**DATA EXTRACTS**
>>>>>

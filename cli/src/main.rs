#[cfg(feature = "live-audio")]
mod audio;
mod wav;

use std::io::{self, BufRead, Write};
use std::path::PathBuf;

use clap::{Parser, Subcommand};
use tonelink_core::{
    Command as ModemCommand, DecodeStatus, DecodedPacket, Decoder, Encoder,
    HalfDuplexController, SessionReport, SAMPLE_RATE,
};

use crate::wav::{WavFileSink, WavFileSource};

#[derive(Parser)]
#[command(name = "tonelink")]
#[command(about = "AFSK text modem for half-duplex acoustic messaging")]
struct Cli {
    #[command(subcommand)]
    command: Commands,
}

#[derive(Subcommand)]
enum Commands {
    /// Encode a message into a WAV file
    Send {
        /// Message text (ASCII, up to 255 bytes)
        message: String,

        /// Destination endpoint id
        #[arg(long)]
        to: u8,

        /// Local endpoint id
        #[arg(long)]
        from: u8,

        /// Output WAV file
        #[arg(short, long, value_name = "OUTPUT.WAV")]
        output: PathBuf,
    },

    /// Decode a message from a WAV file
    Recv {
        /// Input WAV file
        #[arg(value_name = "INPUT.WAV")]
        input: PathBuf,

        /// Local endpoint id
        #[arg(long)]
        id: u8,
    },

    /// Encode a message and play it through the default output device
    #[cfg(feature = "live-audio")]
    Play {
        /// Message text (ASCII, up to 255 bytes)
        message: String,

        /// Destination endpoint id
        #[arg(long)]
        to: u8,

        /// Local endpoint id
        #[arg(long)]
        from: u8,
    },

    /// Listen on the default input device for one packet
    #[cfg(feature = "live-audio")]
    Listen {
        /// Local endpoint id
        #[arg(long)]
        id: u8,
    },

    /// Interactive half-duplex session simulated over WAV files
    Repl {
        /// Local endpoint id
        #[arg(long)]
        id: u8,
    },
}

fn main() -> Result<(), Box<dyn std::error::Error>> {
    env_logger::init();
    let cli = Cli::parse();

    match cli.command {
        Commands::Send {
            message,
            to,
            from,
            output,
        } => send_command(&message, from, to, &output)?,
        Commands::Recv { input, id } => recv_command(&input, id)?,
        #[cfg(feature = "live-audio")]
        Commands::Play { message, to, from } => play_command(&message, from, to)?,
        #[cfg(feature = "live-audio")]
        Commands::Listen { id } => listen_command(id)?,
        Commands::Repl { id } => repl_command(id)?,
    }

    Ok(())
}

fn send_command(
    message: &str,
    from: u8,
    to: u8,
    output: &PathBuf,
) -> Result<(), Box<dyn std::error::Error>> {
    let samples = Encoder::new().encode(message, from, to)?;
    wav::write_samples(output, &samples)?;

    println!(
        "Wrote {} samples ({:.2} s) to {}",
        samples.len(),
        samples.len() as f32 / SAMPLE_RATE as f32,
        output.display()
    );
    Ok(())
}

fn recv_command(input: &PathBuf, id: u8) -> Result<(), Box<dyn std::error::Error>> {
    let samples = wav::read_samples(input)?;
    println!("Read {} samples from {}", samples.len(), input.display());

    let packet = Decoder::new().decode(&samples, id)?;
    print_packet(&packet);
    Ok(())
}

#[cfg(feature = "live-audio")]
fn play_command(message: &str, from: u8, to: u8) -> Result<(), Box<dyn std::error::Error>> {
    let mut controller = HalfDuplexController::new(from);
    let mut sink = audio::CpalSink::open()?;

    match controller.transmit(message, to, &mut sink)? {
        SessionReport::Sent { samples } => {
            println!(
                "Transmitted {samples} samples ({:.2} s)",
                samples as f32 / SAMPLE_RATE as f32
            );
        }
        other => println!("Unexpected session report: {other:?}"),
    }
    Ok(())
}

#[cfg(feature = "live-audio")]
fn listen_command(id: u8) -> Result<(), Box<dyn std::error::Error>> {
    println!("Listening (local id {id}), press Ctrl+C to stop...");
    let mut controller = HalfDuplexController::new(id);
    let mut source = audio::CpalSource::open()?;

    match controller.receive(&mut source)? {
        SessionReport::Received(packet) => print_packet(&packet),
        other => println!("Unexpected session report: {other:?}"),
    }
    Ok(())
}

fn repl_command(id: u8) -> Result<(), Box<dyn std::error::Error>> {
    println!("AFSK half-duplex modem, local id {id}");
    println!("Transmit writes a WAV capture; receive replays one.");
    println!("Commands: 't' transmit, 'r' receive, 'q' quit");

    let mut controller = HalfDuplexController::new(id);
    let stdin = io::stdin();
    let mut lines = stdin.lock().lines();

    loop {
        print!("[{:?}] > ", controller.state());
        io::stdout().flush()?;

        let line = match lines.next() {
            Some(line) => line?,
            None => break,
        };

        let command = match line.trim().to_lowercase().as_str() {
            "t" => {
                let message = prompt(&mut lines, "Message: ")?;
                let target = prompt(&mut lines, "Target id (0-255): ")?;
                match target.trim().parse() {
                    Ok(target_id) => ModemCommand::Transmit { message, target_id },
                    Err(_) => {
                        println!("Invalid target id");
                        continue;
                    }
                }
            }
            "r" => ModemCommand::Receive,
            "q" => ModemCommand::Quit,
            "" => continue,
            other => {
                println!("Unknown command '{other}'");
                continue;
            }
        };

        match command {
            ModemCommand::Transmit { message, target_id } => {
                let output = prompt(&mut lines, "Output WAV file: ")?;
                let mut sink = WavFileSink::new(PathBuf::from(output.trim()));
                match controller.transmit(&message, target_id, &mut sink) {
                    Ok(SessionReport::Sent { samples }) => {
                        println!(
                            "Sent {samples} samples ({:.2} s) to endpoint {target_id}",
                            samples as f32 / SAMPLE_RATE as f32
                        );
                    }
                    Ok(other) => println!("Unexpected session report: {other:?}"),
                    Err(err) => println!("Transmit failed: {err}"),
                }
            }
            ModemCommand::Receive => {
                let input = prompt(&mut lines, "Input WAV file: ")?;
                let mut source = match WavFileSource::open(input.trim().as_ref()) {
                    Ok(source) => source,
                    Err(err) => {
                        println!("Cannot open capture: {err}");
                        continue;
                    }
                };
                match controller.receive(&mut source) {
                    Ok(SessionReport::Received(packet)) => print_packet(&packet),
                    Ok(other) => println!("Unexpected session report: {other:?}"),
                    Err(err) => println!("Receive failed: {err}"),
                }
            }
            ModemCommand::Quit => break,
        }
    }

    println!("Session closed");
    Ok(())
}

fn prompt(
    lines: &mut impl Iterator<Item = io::Result<String>>,
    label: &str,
) -> Result<String, Box<dyn std::error::Error>> {
    print!("{label}");
    io::stdout().flush()?;
    match lines.next() {
        Some(line) => Ok(line?),
        None => Err("input closed".into()),
    }
}

fn print_packet(packet: &DecodedPacket) {
    println!("--- Receive result ---");
    match packet.status {
        DecodeStatus::Ok => println!("Status: message received and verified"),
        DecodeStatus::HeaderTooShort => println!("Status: packet too short for its header"),
        DecodeStatus::NotAddressed => println!("Status: packet addressed to another endpoint"),
        DecodeStatus::Truncated => println!("Status: packet truncated"),
        DecodeStatus::CrcMismatch => println!("Status: integrity check failed"),
    }
    if !packet.text.is_empty() {
        println!("Message: '{}'", packet.text);
    }
    println!("CRC OK: {}", packet.crc_ok);
}
use std::collections::VecDeque;
use std::sync::atomic::{AtomicBool, AtomicUsize, Ordering};
use std::sync::mpsc::{Receiver, SyncSender};
use std::sync::{mpsc, Arc};
use std::thread;
use std::time::Duration;

use cpal::traits::{DeviceTrait, HostTrait, StreamTrait};
use cpal::{BufferSize, SampleRate, StreamConfig};
use log::error;
use tonelink_core::{AudioSink, AudioSource, ModemError, Result, SAMPLE_RATE};

fn mono_config() -> StreamConfig {
    StreamConfig {
        channels: 1,
        sample_rate: SampleRate(SAMPLE_RATE as u32),
        buffer_size: BufferSize::Default,
    }
}

fn device_err(err: impl std::fmt::Display) -> ModemError {
    ModemError::AudioSource(err.to_string())
}

/// Live capture from the default input device.
///
/// The cpal callback pushes each buffer into a bounded channel; when the
/// consumer falls behind and the channel fills, the dropped buffer sets a
/// sticky overflow flag that is reported on the next read. Dropping the
/// source stops the capture stream.
pub struct CpalSource {
    _stream: cpal::Stream,
    chunks: Receiver<Vec<f32>>,
    pending: VecDeque<f32>,
    overflowed: Arc<AtomicBool>,
}

impl CpalSource {
    pub fn open() -> Result<Self> {
        let host = cpal::default_host();
        let device = host
            .default_input_device()
            .ok_or_else(|| ModemError::AudioSource("no input device".into()))?;

        let (sender, chunks): (SyncSender<Vec<f32>>, _) = mpsc::sync_channel(64);
        let overflowed = Arc::new(AtomicBool::new(false));
        let overflow_flag = Arc::clone(&overflowed);

        let stream = device
            .build_input_stream(
                &mono_config(),
                move |data: &[f32], _: &cpal::InputCallbackInfo| {
                    if sender.try_send(data.to_vec()).is_err() {
                        overflow_flag.store(true, Ordering::Relaxed);
                    }
                },
                |err| error!("input stream error: {err}"),
                None,
            )
            .map_err(device_err)?;
        stream.play().map_err(device_err)?;

        Ok(Self {
            _stream: stream,
            chunks,
            pending: VecDeque::new(),
            overflowed,
        })
    }
}

impl AudioSource for CpalSource {
    fn read(&mut self, n: usize) -> Result<(Vec<f32>, bool)> {
        while self.pending.len() < n {
            let chunk = self
                .chunks
                .recv()
                .map_err(|_| ModemError::AudioSource("capture stream closed".into()))?;
            self.pending.extend(chunk);
        }

        let samples: Vec<f32> = self.pending.drain(..n).collect();
        Ok((samples, self.overflowed.swap(false, Ordering::Relaxed)))
    }
}

/// Playback through the default output device, blocking until the whole
/// signal has been consumed by the device callback.
pub struct CpalSink;

impl CpalSink {
    pub fn open() -> Result<Self> {
        // The device is acquired per play call and released when the
        // stream drops at the end of it
        Ok(Self)
    }
}

impl AudioSink for CpalSink {
    fn play(&mut self, samples: &[f32]) -> Result<()> {
        let host = cpal::default_host();
        let device = host
            .default_output_device()
            .ok_or_else(|| ModemError::AudioSource("no output device".into()))?;

        let buffer: Arc<Vec<f32>> = Arc::new(samples.to_vec());
        let position = Arc::new(AtomicUsize::new(0));
        let feed = Arc::clone(&buffer);
        let cursor = Arc::clone(&position);

        let stream = device
            .build_output_stream(
                &mono_config(),
                move |out: &mut [f32], _: &cpal::OutputCallbackInfo| {
                    let mut index = cursor.load(Ordering::Relaxed);
                    for slot in out.iter_mut() {
                        *slot = feed.get(index).copied().unwrap_or(0.0);
                        index += 1;
                    }
                    cursor.store(index.min(feed.len()), Ordering::Relaxed);
                },
                |err| error!("output stream error: {err}"),
                None,
            )
            .map_err(device_err)?;
        stream.play().map_err(device_err)?;

        while position.load(Ordering::Relaxed) < buffer.len() {
            thread::sleep(Duration::from_millis(20));
        }
        // Let the device drain its internal buffer before the stream drops
        thread::sleep(Duration::from_millis(100));

        Ok(())
    }
}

<<<<<

**PROBLEM**
Every line from the one holding "for slot in" through the last line of the listing above should be set down exactly, and nothing more.

**RESPONSE BOX**
                    for slot in out.iter_mut() {
                        *slot = feed.get(index).copied().unwrap_or(0.0);
                        index += 1;
                    }
                    cursor.store(index.min(feed.len()), Ordering::Relaxed);
                },
                |err| error!("output stream error: {err}"),
                None,
            )
            .map_err(device_err)?;
        stream.play().map_err(device_err)?;

        while position.load(Ordering::Relaxed) < buffer.len() {
            thread::sleep(Duration::from_millis(20));
        }
        // Let the device drain its internal buffer before the stream drops
        thread::sleep(Duration::from_millis(100));

        Ok(())
    }
}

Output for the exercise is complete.